Time constraints for modeling source dynamics of volcanic explosions at Stromboli

The explosive source mechanism, responsible for the volcanic activity of Stromboli, is analyzed by seismic and infrasonic measurements in correlation with digitally processed images of the explosive events. Infrasonic recordings associated with short-period seismic signals give evidence that the high-frequency (>5 Hz) wave field is produced by a seismic source coupled to the atmosphere. The time delay between seismic and infrasonic onsets is not stable and the fluctuations could reflect a change in the magma-gas physical properties and/or a migration of the source in the magma conduit. The gas jet velocity, calculated by videocamera images, and the time delay between seismic and infrasonic onset show a weak inverse correlation.
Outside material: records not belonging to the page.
//! Configuration types for the sweep driver and the conversion service client.
//!
//! Two structs, two concerns:
//!
//! * [`SweepConfig`] — *what* to run: the ordered preset list, where the
//!   report goes, and who hears about progress. Passed explicitly into
//!   [`crate::sweep::SweepDriver`], so tests can sweep a two-preset list
//!   without touching the built-in catalogue.
//! * [`ServiceConfig`] — *where* to run it: the docling-serve endpoint used by
//!   [`crate::converter::DoclingServeConverter`].
//!
//! Both are built via builders whose `build()` validates, mirroring how the
//! rest of the crate rejects bad settings before any conversion starts.

use crate::error::ConfigError;
use crate::presets::{default_presets, validate_presets, Preset};
use crate::progress::ProgressCallback;
use reqwest::Url;
use std::fmt;

/// File name of the comparison report written into the output directory.
pub const DEFAULT_REPORT_FILE: &str = "configuration_test_report.md";

/// Default docling-serve endpoint.
pub const DEFAULT_SERVICE_URL: &str = "http://localhost:5001";

// ── SweepConfig ──────────────────────────────────────────────────────────

/// Configuration for one sweep.
///
/// # Example
/// ```rust
/// use docling_sweep::{default_presets, SweepConfig};
///
/// let config = SweepConfig::builder()
///     .presets(default_presets().into_iter().take(2).collect())
///     .build()
///     .unwrap();
/// assert_eq!(config.presets.len(), 2);
/// ```
#[derive(Clone)]
pub struct SweepConfig {
    /// Presets, executed strictly in this order. Default: the built-in catalogue.
    pub presets: Vec<Preset>,

    /// Report file name, relative to the output directory.
    /// Default: `configuration_test_report.md`.
    ///
    /// Must be a plain file name. A sweep refuses to start when a preset's
    /// export (`{base}_{preset}.md` / `.json`) would have this name.
    pub report_file: String,

    /// Optional progress callback for per-preset events.
    pub progress_callback: Option<ProgressCallback>,
}

impl Default for SweepConfig {
    fn default() -> Self {
        Self {
            presets: default_presets(),
            report_file: DEFAULT_REPORT_FILE.to_string(),
            progress_callback: None,
        }
    }
}

impl fmt::Debug for SweepConfig {
    fn fmt(&self, f: &mut fmt::Formatter<'_>) -> fmt::Result {
        f.debug_struct("SweepConfig")
            .field(
                "presets",
                &self.presets.iter().map(|p| p.name.as_str()).collect::<Vec<_>>(),
            )
            .field("report_file", &self.report_file)
            .field(
                "progress_callback",
                &self
                    .progress_callback
                    .as_ref()
                    .map(|_| "<dyn SweepProgressCallback>"),
            )
            .finish()
    }
}

impl SweepConfig {
    /// Create a new builder for `SweepConfig`.
    pub fn builder() -> SweepConfigBuilder {
        SweepConfigBuilder {
            config: Self::default(),
        }
    }

    /// Check preset names and the report file name.
    ///
    /// The fields are public, so [`crate::sweep::SweepDriver::run`] calls
    /// this again rather than trusting the builder.
    pub fn validate(&self) -> Result<(), ConfigError> {
        validate_presets(&self.presets)?;
        validate_report_file(&self.report_file)
    }
}

fn validate_report_file(name: &str) -> Result<(), ConfigError> {
    let reason = if name.trim().is_empty() {
        Some("empty file name")
    } else if name.contains(['/', '\\']) {
        Some("must not contain a path separator")
    } else if name == "." || name == ".." {
        Some("not a file name")
    } else {
        None
    };
    match reason {
        Some(reason) => Err(ConfigError::InvalidReportFile {
            name: name.to_string(),
            reason: reason.to_string(),
        }),
        None => Ok(()),
    }
}

/// Builder for [`SweepConfig`].
#[derive(Debug)]
pub struct SweepConfigBuilder {
    config: SweepConfig,
}

impl SweepConfigBuilder {
    pub fn presets(mut self, presets: Vec<Preset>) -> Self {
        self.config.presets = presets;
        self
    }

    pub fn report_file(mut self, name: impl Into<String>) -> Self {
        self.config.report_file = name.into();
        self
    }

    pub fn progress_callback(mut self, cb: ProgressCallback) -> Self {
        self.config.progress_callback = Some(cb);
        self
    }

    /// Build the configuration, validating preset names and the report file name.
    pub fn build(self) -> Result<SweepConfig, ConfigError> {
        self.config.validate()?;
        Ok(self.config)
    }
}

// ── ServiceConfig ────────────────────────────────────────────────────────

/// Connection settings for docling-serve.
#[derive(Clone)]
pub struct ServiceConfig {
    /// Base URL, e.g. `http://localhost:5001`. Default: [`DEFAULT_SERVICE_URL`].
    pub base_url: Url,

    /// Sent as `X-Api-Key` when the server requires one.
    pub api_key: Option<String>,

    /// Per-request timeout in seconds. Default: None.
    ///
    /// A conversion with OCR and captioning on a long document can take many
    /// minutes, so no timeout is applied unless one is asked for.
    pub request_timeout_secs: Option<u64>,
}

impl Default for ServiceConfig {
    fn default() -> Self {
        Self {
            base_url: Url::parse(DEFAULT_SERVICE_URL)
                .unwrap_or_else(|e| unreachable!("default service URL: {e}")),
            api_key: None,
            request_timeout_secs: None,
        }
    }
}

impl fmt::Debug for ServiceConfig {
    fn fmt(&self, f: &mut fmt::Formatter<'_>) -> fmt::Result {
        f.debug_struct("ServiceConfig")
            .field("base_url", &self.base_url.as_str())
            .field("api_key", &self.api_key.as_ref().map(|_| "<redacted>"))
            .field("request_timeout_secs", &self.request_timeout_secs)
            .finish()
    }
}

impl ServiceConfig {
    /// Create a new builder for `ServiceConfig`.
    pub fn builder() -> ServiceConfigBuilder {
        ServiceConfigBuilder {
            base_url: None,
            config: Self::default(),
        }
    }

    /// Absolute URL of an API path below the base URL.
    pub fn endpoint(&self, path: &str) -> String {
        format!(
            "{}/{}",
            self.base_url.as_str().trim_end_matches('/'),
            path.trim_start_matches('/')
        )
    }
}

/// Builder for [`ServiceConfig`].
#[derive(Debug)]
pub struct ServiceConfigBuilder {
    base_url: Option<String>,
    config: ServiceConfig,
}

impl ServiceConfigBuilder {
    pub fn base_url(mut self, url: impl Into<String>) -> Self {
        self.base_url = Some(url.into());
        self
    }

    pub fn api_key(mut self, key: impl Into<String>) -> Self {
        let key = key.into();
        self.config.api_key = (!key.is_empty()).then_some(key);
        self
    }

    pub fn request_timeout_secs(mut self, secs: u64) -> Self {
        self.config.request_timeout_secs = (secs > 0).then_some(secs);
        self
    }

    /// Build the configuration, validating the base URL.
    pub fn build(mut self) -> Result<ServiceConfig, ConfigError> {
        if let Some(raw) = self.base_url.take() {
            let url = Url::parse(raw.trim()).map_err(|e| ConfigError::InvalidServiceUrl {
                url: raw.clone(),
                reason: e.to_string(),
            })?;
            if !matches!(url.scheme(), "http" | "https") {
                return Err(ConfigError::InvalidServiceUrl {
                    url: raw,
                    reason: "scheme must be http or https".into(),
                });
            }
            self.config.base_url = url;
        }
        Ok(self.config)
    }
}

#[cfg(test)]
mod tests {
    use super::*;
    use crate::options::ConversionParams;

    #[test]
    fn sweep_defaults_use_builtin_catalogue() {
        let config = SweepConfig::builder().build().unwrap();
        assert_eq!(config.presets.len(), 11);
        assert_eq!(config.report_file, DEFAULT_REPORT_FILE);
        assert!(config.progress_callback.is_none());
    }

    #[test]
    fn sweep_rejects_empty_and_duplicate_presets() {
        assert_eq!(
            SweepConfig::builder().presets(vec![]).build().unwrap_err(),
            ConfigError::NoPresets
        );
        let p = Preset::new("same", "", "", ConversionParams::default());
        assert!(matches!(
            SweepConfig::builder().presets(vec![p.clone(), p]).build(),
            Err(ConfigError::DuplicatePreset { .. })
        ));
    }

    #[test]
    fn sweep_rejects_report_paths() {
        for name in ["", "reports/out.md", "..\\out.md", ".."] {
            assert!(
                matches!(
                    SweepConfig::builder().report_file(name).build(),
                    Err(ConfigError::InvalidReportFile { .. })
                ),
                "report file {name:?} accepted"
            );
        }
        assert!(SweepConfig::builder().report_file("compare.md").build().is_ok());
    }

    #[test]
    fn validate_catches_struct_literal_configs() {
        let p = Preset::new("dup", "", "", ConversionParams::default());
        let config = SweepConfig {
            presets: vec![p.clone(), p],
            ..SweepConfig::default()
        };
        assert_eq!(
            config.validate(),
            Err(ConfigError::DuplicatePreset { name: "dup".into() })
        );
    }

    #[test]
    fn sweep_debug_lists_preset_names() {
        let config = SweepConfig::default();
        let dbg = format!("{config:?}");
        assert!(dbg.contains("baseline"));
    }

    #[test]
    fn service_default_endpoint() {
        let config = ServiceConfig::builder().build().unwrap();
        assert_eq!(
            config.endpoint("/v1/convert/source"),
            "http://localhost:5001/v1/convert/source"
        );
        assert_eq!(config.request_timeout_secs, None);
    }

    #[test]
    fn service_custom_url_with_path_prefix() {
        let config = ServiceConfig::builder()
            .base_url("https://docling.internal/api/")
            .build()
            .unwrap();
        assert_eq!(
            config.endpoint("v1/convert/source"),
            "https://docling.internal/api/v1/convert/source"
        );
    }

    #[test]
    fn service_rejects_bad_urls() {
        for url in ["not a url", "ftp://host/"] {
            assert!(matches!(
                ServiceConfig::builder().base_url(url).build(),
                Err(ConfigError::InvalidServiceUrl { .. })
            ));
        }
    }

    #[test]
    fn service_debug_redacts_api_key() {
        let config = ServiceConfig::builder().api_key("secret-key").build().unwrap();
        let dbg = format!("{config:?}");
        assert!(!dbg.contains("secret-key"));
        assert!(dbg.contains("<redacted>"));
    }

    #[test]
    fn zero_timeout_means_none() {
        let config = ServiceConfig::builder()
            .request_timeout_secs(0)
            .build()
            .unwrap();
        assert_eq!(config.request_timeout_secs, None);
    }
}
The foam collapse model has been checked in laboratory experiments by recording acoustic signals produced during gas bubbles growth, flow, and burst in a liquid. The observed signals present strong similarities to short-period (>1 s) as well as broadband (10-1 s) seismic signals recorded at Stromboli. Low-frequency rarefaction is observed when the foam collapse occurs and the gas bubble starts to rise up along the pipe, then the bubble film breaking at the liquid free surface emits an audible sound. By analogy, we infer that low-frequency seismic decompression is generated by the rapid expansion of gas in the magma conduit, while high-frequency seismic signal and infrasound are generated by the explosion at the magma free-surface. The time differences between seismic, infrasonic and visible onset of the explosion locate the explosive source at 600 m above sea level.